Even Sam Altman, the founder of OpenAI, issued a stark warning:

“The future of AI depends on an energy breakthrough.”

Elon Musk was even more blunt:

“AI will run out of electricity by next year.”

As the world chases faster, smarter machines, a hidden crisis is emerging behind the scenes. Power grids are strained. Electricity prices are rising. Utilities are scrambling to expand capacity.

And that’s where the real opportunity lies…

One little-known company—almost entirely overlooked by most AI investors—could be the ultimate backdoor play. It’s not a chipmaker. It’s not a cloud platform. But it might be the most important AI stock in the US owns critical energy infrastructure assets positioned to feed the coming AI energy spike.

As demand from AI data centers explodes, this company is gearing up to profit from the most valuable commodity in the digital age: electricity.
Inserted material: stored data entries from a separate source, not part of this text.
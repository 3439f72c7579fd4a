use std::error::Error;
use thiserror::Error;

/// Result alias for storage operations.
pub type StorageResult<T> = Result<T, StorageError>;

/// Error raised by key/value stores regardless of the backing medium.
#[derive(Debug, Error)]
pub enum StorageError {
    /// The backing medium could not be read or written.
    #[error("storage unavailable: {message}")]
    Unavailable {
        message: String,
        #[source]
        source: Box<dyn Error + Send + Sync>,
    },
    /// The stored bytes do not decode.
    #[error("stored document is corrupt: {message}")]
    Corrupt {
        message: String,
        #[source]
        source: Box<dyn Error + Send + Sync>,
    },
}

impl StorageError {
    /// Construct an unavailable error from any backend failure.
    pub fn unavailable(message: String, source: impl Error + Send + Sync + 'static) -> Self {
        StorageError::Unavailable {
            message,
            source: Box::new(source),
        }
    }

    /// Construct a corruption error for a document that could not be decoded.
    pub fn corrupt(message: String, source: impl Error + Send + Sync + 'static) -> Self {
        StorageError::Corrupt {
            message,
            source: Box::new(source),
        }
    }
}
//! Round generation and answer evaluation for the six game modes.

pub mod choice;
pub mod classification;
pub mod memory;
pub mod spelling;
pub mod syllables;

use std::{fmt, str::FromStr, sync::Arc};

use rand::Rng;
use serde::{Deserialize, Serialize};
use thiserror::Error;

use crate::{dao::catalog::ContentRepository, state::content::Category};

pub use self::{
    choice::ChoiceRound,
    classification::{Bucket, ClassificationRound},
    memory::{Face, FlipOutcome, MemoryPiece, MemoryRound, PairOutcome, PieceState},
    spelling::{LetterOutcome, LetterTile, SpellingRound},
    syllables::{SyllableRound, SyllableToken},
};

/// Playable game modes.
#[derive(Debug, Clone, Copy, PartialEq, Eq, Hash, Serialize, Deserialize)]
#[serde(rename_all = "snake_case")]
pub enum GameMode {
    /// Read the word, pick its picture.
    FindWord,
    /// Hear the word, pick its picture.
    ListenChoose,
    /// Match each picture with its word.
    Memory,
    /// Rebuild a word from shuffled syllables.
    SyllableOrder,
    /// Fill the missing letters of a word.
    Spelling,
    /// Put a picture into its category.
    Classification,
}

impl GameMode {
    /// Every mode in menu order.
    pub const ALL: [GameMode; 6] = [
        GameMode::FindWord,
        GameMode::ListenChoose,
        GameMode::Memory,
        GameMode::SyllableOrder,
        GameMode::Spelling,
        GameMode::Classification,
    ];

    /// Whether rounds are drawn from the selected category rather than the whole catalog.
    pub fn needs_category(self) -> bool {
        !matches!(self, GameMode::Classification)
    }

    fn as_str(self) -> &'static str {
        match self {
            GameMode::FindWord => "find_word",
            GameMode::ListenChoose => "listen_choose",
            GameMode::Memory => "memory",
            GameMode::SyllableOrder => "syllable_order",
            GameMode::Spelling => "spelling",
            GameMode::Classification => "classification",
        }
    }
}

impl fmt::Display for GameMode {
    fn fmt(&self, f: &mut fmt::Formatter<'_>) -> fmt::Result {
        f.write_str(self.as_str())
    }
}

impl FromStr for GameMode {
    type Err = RoundError;

    fn from_str(value: &str) -> Result<Self, Self::Err> {
        GameMode::ALL
            .into_iter()
            .find(|mode| mode.as_str() == value)
            .ok_or_else(|| RoundError::UnknownMode(value.to_string()))
    }
}

/// Result of evaluating one answer.
#[derive(Debug, Clone, Copy, PartialEq, Eq, Serialize)]
#[serde(rename_all = "snake_case")]
pub enum Verdict {
    /// The answer was right.
    Correct,
    /// The answer was wrong; the round stays open.
    Incorrect,
}

/// Reasons a round cannot be produced.
#[derive(Debug, Clone, PartialEq, Eq, Error)]
pub enum RoundError {
    /// A single-category mode was requested with no category selected.
    #[error("no category selected")]
    NoCategory,
    /// The selected category has no entries.
    #[error("category `{0}` has no entries")]
    EmptyCategory(String),
    /// The catalog has no usable category.
    #[error("catalog has no categories")]
    EmptyCatalog,
    /// The mode name is not recognised.
    #[error("unknown game mode `{0}`")]
    UnknownMode(String),
}

/// A live round, one variant per mode with its own working state.
#[derive(Debug, Clone, PartialEq, Eq)]
pub enum Round {
    /// Written prompt, picture options.
    FindWord(ChoiceRound),
    /// Spoken prompt, picture options.
    ListenChoose(ChoiceRound),
    /// Board of face-down pieces.
    Memory(MemoryRound),
    /// Shuffled syllable bank.
    SyllableOrder(SyllableRound),
    /// Word with hidden letters and a letter bank.
    Spelling(SpellingRound),
    /// Picture and category buckets.
    Classification(ClassificationRound),
}

impl Round {
    /// Generate a fresh round for `mode`.
    ///
    /// Single-category modes draw from `category`; classification draws from the
    /// whole `content` repository.
    pub fn generate<R: Rng + ?Sized>(
        mode: GameMode,
        category: Option<&Arc<Category>>,
        content: &dyn ContentRepository,
        rng: &mut R,
    ) -> Result<Self, RoundError> {
        let selected = || category.ok_or(RoundError::NoCategory);
        let round = match mode {
            GameMode::FindWord => Round::FindWord(ChoiceRound::generate(selected()?, rng)?),
            GameMode::ListenChoose => {
                Round::ListenChoose(ChoiceRound::generate(selected()?, rng)?)
            }
            GameMode::Memory => Round::Memory(MemoryRound::generate(selected()?, rng)?),
            GameMode::SyllableOrder => {
                Round::SyllableOrder(SyllableRound::generate(selected()?, rng)?)
            }
            GameMode::Spelling => Round::Spelling(SpellingRound::generate(selected()?, rng)?),
            GameMode::Classification => {
                Round::Classification(ClassificationRound::generate(content, rng)?)
            }
        };
        Ok(round)
    }

    /// Mode this round belongs to.
    pub fn mode(&self) -> GameMode {
        match self {
            Round::FindWord(_) => GameMode::FindWord,
            Round::ListenChoose(_) => GameMode::ListenChoose,
            Round::Memory(_) => GameMode::Memory,
            Round::SyllableOrder(_) => GameMode::SyllableOrder,
            Round::Spelling(_) => GameMode::Spelling,
            Round::Classification(_) => GameMode::Classification,
        }
    }
}
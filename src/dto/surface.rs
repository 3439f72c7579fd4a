//! Payloads pushed to the presentation surface.

use serde::{Deserialize, Serialize};

use crate::{
    services::messages,
    state::{
        content::WordEntry,
        games::{Face, GameMode, PieceState, Round},
        session::Screen,
    },
};

#[derive(Clone, Debug, Serialize)]
/// Dispatched payload carried to the presentation surface.
pub struct SurfaceEvent {
    /// Event name, e.g. `screen` or `round`.
    pub event: String,
    /// Event payload.
    pub data: serde_json::Value,
}

impl SurfaceEvent {
    /// Convenience wrapper that serialises `payload` into the data field.
    pub fn json<T>(event: &str, payload: &T) -> serde_json::Result<Self>
    where
        T: Serialize,
    {
        Ok(Self {
            event: event.to_string(),
            data: serde_json::to_value(payload)?,
        })
    }
}

/// Toast flavour.
#[derive(Debug, Clone, Copy, PartialEq, Eq, Serialize, Deserialize)]
#[serde(rename_all = "snake_case")]
pub enum Severity {
    /// Right answer or completed action.
    Success,
    /// Wrong answer or failed action.
    Error,
    /// Neutral notice.
    Info,
}

/// Destructive actions that need an explicit yes from the user.
#[derive(Debug, Clone, Copy, PartialEq, Eq, Serialize, Deserialize)]
#[serde(rename_all = "snake_case")]
pub enum ConfirmAction {
    /// Zero the star counter.
    ResetStars,
}

/// Screen change.
#[derive(Debug, Serialize)]
pub struct ScreenEvent {
    pub screen: Screen,
}

/// Short message over the current screen.
#[derive(Debug, Serialize)]
pub struct ToastEvent<'a> {
    pub message: &'a str,
    pub severity: Severity,
}

/// Updated star total.
#[derive(Debug, Serialize)]
pub struct StarsEvent {
    pub count: u64,
}

/// On/off indicator, such as the microphone or the hidden-image toggle.
#[derive(Debug, Serialize)]
pub struct FlagEvent {
    pub value: bool,
}

/// Spelling tile to shake after a wrong pick.
#[derive(Debug, Serialize)]
pub struct LetterRejectedEvent {
    /// Index of the tile in the bank.
    pub index: usize,
}

/// Yes/no question; the answer comes back as a confirm intent.
#[derive(Debug, Serialize)]
pub struct ConfirmEvent<'a> {
    pub action: ConfirmAction,
    pub prompt: &'a str,
}

/// Images the surface should fetch ahead of time.
#[derive(Debug, Serialize)]
pub struct PreloadEvent<'a> {
    pub images: &'a [String],
}

/// Flashcard as rendered in learn mode.
#[derive(Debug, Clone, PartialEq, Eq, Serialize)]
pub struct CardView {
    /// Catalog id of the entry.
    pub id: String,
    /// Display word in capitals.
    pub word: String,
    /// Authored syllable breakdown, e.g. `Ga-to`.
    pub syllables: String,
    pub image: String,
    /// Whether the picture is replaced by the read-the-word placeholder.
    pub image_hidden: bool,
    /// Zero-based position in the category.
    pub index: usize,
    /// Number of cards in the category.
    pub total: usize,
}

impl CardView {
    /// Describe `entry` as card `index` of `total`.
    pub fn new(entry: &WordEntry, index: usize, total: usize, image_hidden: bool) -> Self {
        Self {
            id: entry.id.clone(),
            word: entry.word.clone(),
            syllables: entry.syllable_text.clone(),
            image: entry.image.clone(),
            image_hidden,
            index,
            total,
        }
    }
}

/// Picture option of a choice round.
#[derive(Debug, Clone, PartialEq, Eq, Serialize)]
pub struct OptionView {
    /// Catalog id, sent back when the option is picked.
    pub id: String,
    pub word: String,
    pub image: String,
}

impl From<&WordEntry> for OptionView {
    fn from(entry: &WordEntry) -> Self {
        Self {
            id: entry.id.clone(),
            word: entry.word.clone(),
            image: entry.image.clone(),
        }
    }
}

/// Memory board piece. Content is only exposed once the piece is face up.
#[derive(Debug, Clone, PartialEq, Eq, Serialize)]
pub struct PieceView {
    /// Position on the board.
    pub index: usize,
    pub state: PieceState,
    /// Whether the piece shows the word or the picture. Hidden while face down.
    #[serde(skip_serializing_if = "Option::is_none")]
    pub face: Option<Face>,
    /// Set for a face-up word piece.
    #[serde(skip_serializing_if = "Option::is_none")]
    pub word: Option<String>,
    /// Set for a face-up picture piece.
    #[serde(skip_serializing_if = "Option::is_none")]
    pub image: Option<String>,
}

/// Syllable bank button.
#[derive(Debug, Clone, PartialEq, Eq, Serialize)]
pub struct TokenView {
    /// Position in the shuffled bank.
    pub index: usize,
    pub text: String,
    /// Already placed in the assembled word.
    pub selected: bool,
}

/// Letter bank button.
#[derive(Debug, Clone, PartialEq, Eq, Serialize)]
pub struct TileView {
    /// Position in the shuffled bank.
    pub index: usize,
    pub letter: char,
    /// Already placed in a slot.
    pub used: bool,
}

/// Classification bucket.
#[derive(Debug, Clone, PartialEq, Eq, Serialize)]
pub struct BucketView {
    /// Group key, sent back when the bucket is picked.
    pub key: String,
    /// Spanish name of the group.
    pub label: String,
    pub icon: String,
}

/// Board of the current round, one shape per round kind.
#[derive(Debug, Clone, PartialEq, Eq, Serialize)]
#[serde(tag = "kind", rename_all = "snake_case")]
pub enum RoundView {
    /// Find-the-word or listen-and-choose.
    Choice {
        /// Which of the two choice games this is.
        mode: GameMode,
        instruction: String,
        /// Picture options in display order.
        options: Vec<OptionView>,
    },
    /// Memory board.
    Memory {
        instruction: String,
        pieces: Vec<PieceView>,
        /// Pairs matched so far.
        matched_pairs: usize,
        /// Pairs on the board.
        pairs: usize,
    },
    /// Syllable ordering.
    Syllables {
        instruction: String,
        /// Picture of the target word.
        image: String,
        bank: Vec<TokenView>,
        /// Syllables placed so far, in order.
        assembled: Vec<String>,
    },
    /// Missing letters.
    Spelling {
        instruction: String,
        /// Picture of the target word.
        image: String,
        /// One slot per letter; `None` for a slot still empty.
        slots: Vec<Option<char>>,
        bank: Vec<TileView>,
    },
    /// Sort a picture into its group.
    Classification {
        instruction: String,
        /// Picture to classify.
        image: String,
        buckets: Vec<BucketView>,
    },
}

impl From<&Round> for RoundView {
    fn from(round: &Round) -> Self {
        let instruction = messages::instruction(round);
        match round {
            Round::FindWord(choice) | Round::ListenChoose(choice) => RoundView::Choice {
                mode: round.mode(),
                instruction,
                options: choice
                    .options()
                    .iter()
                    .map(|entry| OptionView::from(entry.as_ref()))
                    .collect(),
            },
            Round::Memory(memory) => RoundView::Memory {
                instruction,
                pieces: memory
                    .pieces()
                    .iter()
                    .enumerate()
                    .map(|(index, piece)| {
                        let visible = piece.state != PieceState::Hidden;
                        PieceView {
                            index,
                            state: piece.state,
                            face: visible.then_some(piece.face),
                            word: (visible && piece.face == Face::Word)
                                .then(|| piece.entry.word.clone()),
                            image: (visible && piece.face == Face::Image)
                                .then(|| piece.entry.image.clone()),
                        }
                    })
                    .collect(),
                matched_pairs: memory.matched_pairs(),
                pairs: memory.pair_count(),
            },
            Round::SyllableOrder(syllables) => RoundView::Syllables {
                instruction,
                image: syllables.target().image.clone(),
                bank: syllables
                    .bank()
                    .iter()
                    .enumerate()
                    .map(|(index, token)| TokenView {
                        index,
                        text: token.text.clone(),
                        selected: token.selected,
                    })
                    .collect(),
                assembled: syllables
                    .assembled()
                    .into_iter()
                    .map(str::to_string)
                    .collect(),
            },
            Round::Spelling(spelling) => RoundView::Spelling {
                instruction,
                image: spelling.target().image.clone(),
                slots: spelling.slots(),
                bank: spelling
                    .bank()
                    .iter()
                    .enumerate()
                    .map(|(index, tile)| TileView {
                        index,
                        letter: tile.letter,
                        used: tile.used,
                    })
                    .collect(),
            },
            Round::Classification(classification) => RoundView::Classification {
                instruction,
                image: classification.target().image.clone(),
                buckets: classification
                    .buckets()
                    .iter()
                    .map(|bucket| BucketView {
                        key: bucket.key.clone(),
                        label: bucket.label.clone(),
                        icon: bucket.icon.clone(),
                    })
                    .collect(),
            },
        }
    }
}
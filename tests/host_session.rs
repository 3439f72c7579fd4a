//! Drives the controller through the stdio host adapter the way the binary wires it.

use std::sync::Arc;

use palabra_viva::{
    config::AppConfig,
    dao::{catalog::Catalog, store::MemoryStore},
    dto::{host::HostCommand, intent::HostMessage, surface::SurfaceEvent},
    services::{
        app::{App, AppDeps},
        host_bridge::HostBridge,
        surface::HubSurface,
    },
    state::{EventHub, Screen},
};
use rand::{SeedableRng, rngs::StdRng};
use tokio::sync::{broadcast, mpsc};
use uuid::Uuid;

struct Host {
    app: App,
    bridge: HostBridge,
    commands: mpsc::UnboundedReceiver<HostCommand>,
    events: broadcast::Receiver<SurfaceEvent>,
}

impl Host {
    async fn start() -> Self {
        let hub = EventHub::new(64);
        let events = hub.subscribe();
        let (sender, commands) = mpsc::unbounded_channel();
        let bridge = HostBridge::new(sender, "es-MX");
        let deps = AppDeps {
            config: AppConfig::default(),
            content: Arc::new(Catalog::builtin().unwrap()),
            surface: Arc::new(HubSurface::new(hub)),
            audio: Arc::new(bridge.clone()),
            speech: Arc::new(bridge.clone()),
            voice: Arc::new(bridge.clone()),
            store: Arc::new(MemoryStore::new()),
        };
        let mut app = App::new(deps, StdRng::seed_from_u64(11)).await;
        app.init();
        Self {
            app,
            bridge,
            commands,
            events,
        }
    }

    /// Feed one host line exactly as the binary's reader does.
    async fn line(&mut self, line: &str) {
        let message: HostMessage = serde_json::from_str(line).unwrap();
        if let Some(event) = self.bridge.route(message) {
            self.app.handle(event).await;
        }
    }

    /// Skip commands until the next clip starts. Returns its handle, source and
    /// whether `stopped` was asked to stop on the way.
    async fn next_play(&mut self, stopped: Option<Uuid>) -> (Uuid, String, bool) {
        let mut saw_stop = false;
        loop {
            match self.commands.recv().await.unwrap() {
                HostCommand::AudioPlay { handle, src, .. } => return (handle, src, saw_stop),
                HostCommand::AudioStop { handle } if Some(handle) == stopped => saw_stop = true,
                _ => {}
            }
        }
    }

    fn drain_events(&mut self) -> Vec<SurfaceEvent> {
        let mut events = Vec::new();
        while let Ok(event) = self.events.try_recv() {
            events.push(event);
        }
        events
    }
}

#[tokio::test(start_paused = true)]
async fn init_publishes_the_home_screen() {
    let mut host = Host::start().await;
    let events = host.drain_events();
    let names: Vec<&str> = events.iter().map(|event| event.event.as_str()).collect();
    assert_eq!(names, ["stars", "voice_available", "screen"]);
    assert_eq!(events[0].data["count"], 0);
    assert_eq!(events[1].data["value"], false);
    assert_eq!(events[2].data["screen"], "home");
}

#[tokio::test(start_paused = true)]
async fn intent_lines_drive_learn_mode() {
    let mut host = Host::start().await;
    host.drain_events();

    host.line(r#"{"type":"intent","action":"load_category","name":"frutas"}"#)
        .await;

    assert_eq!(host.app.session().screen(), Screen::Learn);
    assert_eq!(
        host.app.session().category().map(|category| category.key.as_str()),
        Some("frutas")
    );
    let events = host.drain_events();
    assert!(events.iter().any(|event| event.event == "card"));
    assert_eq!(
        events.last().map(|event| event.data["screen"].clone()),
        Some(serde_json::json!("learn"))
    );
}

#[tokio::test(start_paused = true)]
async fn card_sequence_follows_host_completions_and_stops_on_navigation() {
    let mut host = Host::start().await;
    host.line(r#"{"type":"intent","action":"load_category","name":"animales"}"#)
        .await;

    let (word, src, _) = host.next_play(None).await;
    assert_eq!(src, "audio/perro.mp3");

    host.line(&format!(r#"{{"type":"audio_ended","handle":"{word}"}}"#))
        .await;
    let (syllables, src, _) = host.next_play(None).await;
    assert_eq!(src, "audio/si_perro.mp3");

    host.line(r#"{"type":"intent","action":"next_card"}"#).await;
    let (_, src, stopped) = host.next_play(Some(syllables)).await;
    assert!(stopped);
    assert_eq!(src, "audio/gato.mp3");

    // The stopped clip's completion arrives late and is dropped.
    host.line(&format!(r#"{{"type":"audio_ended","handle":"{syllables}"}}"#))
        .await;
    assert_eq!(host.bridge.pending_audio(), 1);
}
//! Messages and user actions arriving from the host.

use serde::{Deserialize, Serialize};
use uuid::Uuid;

use crate::state::games::GameMode;

#[derive(Debug, Clone, PartialEq, Eq, Deserialize, Serialize)]
/// Actions forwarded by the presentation surface.
#[serde(tag = "action", rename_all = "snake_case")]
pub enum UserIntent {
    /// Open learn mode on a category.
    LoadCategory { name: String },
    NextCard,
    PrevCard,
    /// Play the current card again.
    Replay,
    /// Show or hide the card picture.
    ToggleImage,
    /// Start voice practice on the current card.
    StartListening,
    GoHome,
    OpenGameMenu,
    StartGame { mode: GameMode },
    /// Pick a picture option by catalog id.
    SelectOption { id: String },
    /// Flip a memory piece by board index.
    FlipCard { index: usize },
    /// Move a syllable from the bank to the assembled word.
    SelectSyllable { index: usize },
    /// Submit the assembled syllables.
    CheckSyllables,
    /// Pick a letter tile by bank index.
    PickLetter { index: usize },
    /// Sort the picture into the bucket with this key.
    ChooseBucket { category: String },
    /// Ask to zero the stars. Only a confirmed request resets them.
    ResetStars {
        #[serde(default)]
        confirmed: bool,
    },
    CloseModal,
}

#[derive(Debug, Clone, PartialEq, Deserialize, Serialize)]
/// Messages accepted from the host on stdin, one JSON document per line.
#[serde(tag = "type", rename_all = "snake_case")]
pub enum HostMessage {
    /// The host finished loading; carries detected capabilities.
    Ready {
        #[serde(default)]
        voice_supported: bool,
    },
    /// A user action.
    Intent(UserIntent),
    /// A playback handle reached its natural end.
    AudioEnded { handle: Uuid },
    /// A playback handle failed to load or play.
    AudioFailed {
        handle: Uuid,
        #[serde(default)]
        reason: Option<String>,
    },
    /// Speech recognition produced a transcript.
    VoiceResult { transcript: String },
    /// Speech recognition ended without a transcript.
    VoiceFailed {
        #[serde(default)]
        reason: Option<String>,
    },
    /// Any message type this version does not know.
    #[serde(other)]
    Unknown,
}
//! Random selection primitives shared by every round generator.
//!
//! All helpers take the random source explicitly so callers can seed it.

use rand::{
    Rng,
    seq::{IndexedRandom, SliceRandom, index},
};

/// Pick `amount` distinct items without replacement, returned in random order.
///
/// `amount` is clamped to the number of available items.
pub fn sample<T: Clone, R: Rng + ?Sized>(rng: &mut R, items: &[T], amount: usize) -> Vec<T> {
    let amount = amount.min(items.len());
    let mut picked: Vec<T> = index::sample(rng, items.len(), amount)
        .into_iter()
        .map(|position| items[position].clone())
        .collect();
    permute(rng, &mut picked);
    picked
}

/// Uniform in-place permutation (Fisher-Yates).
pub fn permute<T, R: Rng + ?Sized>(rng: &mut R, items: &mut [T]) {
    items.shuffle(rng);
}

/// Uniform pick of one item.
pub fn pick<'a, T, R: Rng + ?Sized>(rng: &mut R, items: &'a [T]) -> Option<&'a T> {
    items.choose(rng)
}

#[cfg(test)]
mod tests {
    use std::collections::HashSet;

    use rand::{SeedableRng, rngs::StdRng};

    use super::*;

    #[test]
    fn sample_never_repeats_items() {
        let mut rng = StdRng::seed_from_u64(7);
        let items: Vec<u32> = (0..10).collect();
        for _ in 0..50 {
            let picked = sample(&mut rng, &items, 4);
            assert_eq!(picked.len(), 4);
            let unique: HashSet<_> = picked.iter().collect();
            assert_eq!(unique.len(), 4);
        }
    }

    #[test]
    fn sample_clamps_to_pool_size() {
        let mut rng = StdRng::seed_from_u64(1);
        assert_eq!(sample(&mut rng, &[1, 2], 5).len(), 2);
        assert!(sample::<u8, _>(&mut rng, &[], 2).is_empty());
    }

    #[test]
    fn permute_keeps_multiset() {
        let mut rng = StdRng::seed_from_u64(3);
        let mut items = vec!["a", "b", "b", "c"];
        permute(&mut rng, &mut items);
        items.sort();
        assert_eq!(items, vec!["a", "b", "b", "c"]);
    }

    #[test]
    fn pick_on_empty_is_none() {
        let mut rng = StdRng::seed_from_u64(3);
        assert_eq!(pick::<u8, _>(&mut rng, &[]), None);
        assert_eq!(pick(&mut rng, &[9]), Some(&9));
    }
}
The “Toll Booth” Operator of the AI Energy Boom

  • It owns critical nuclear energy infrastructure assets, positioning it at the heart of America’s next-generation power strategy.
  • It’s one of the only global companies capable of executing large-scale, complex EPC (engineering, procurement, and construction) projects across oil, gas, renewable fuels, and industrial infrastructure.
  • It plays a pivotal role in U.S. LNG exportation—a sector about to explode under President Trump’s renewed “America First” energy doctrine.

Trump has made it clear: Europe and U.S. allies must buy American LNG.

And our company sits in the toll booth—collecting fees on every drop exported.

But that’s not all…

As Trump’s proposed tariffs push American manufacturers to bring their operations back home, this company will be first in line to rebuild, retrofit, and reengineer those facilities.

AI. Energy. Tariffs. Onshoring. This One Company Ties It All Together.

While the world is distracted by flashy AI tickers, a few smart investors are quietly scooping up shares of the one company powering it all from behind the scenes.

AI needs energy. Energy needs infrastructure.

And infrastructure needs a builder with experience, scale, and execution.

This company has its finger in every pie—and Wall Street is just starting to notice.

Wall Street is noticing this company also because it is quietly riding all of these tailwinds—without the sky-high valuation.

While most energy and utility firms are buried under mountains of debt and coughing up hefty interest payments just to appease bondholders…

This company is completely debt-free.

In fact, it’s sitting on a war chest of cash—equal to nearly one-third of its entire market cap.

It also owns a huge equity stake in another red-hot AI play, giving investors indirect exposure to multiple AI growth engines without paying a premium.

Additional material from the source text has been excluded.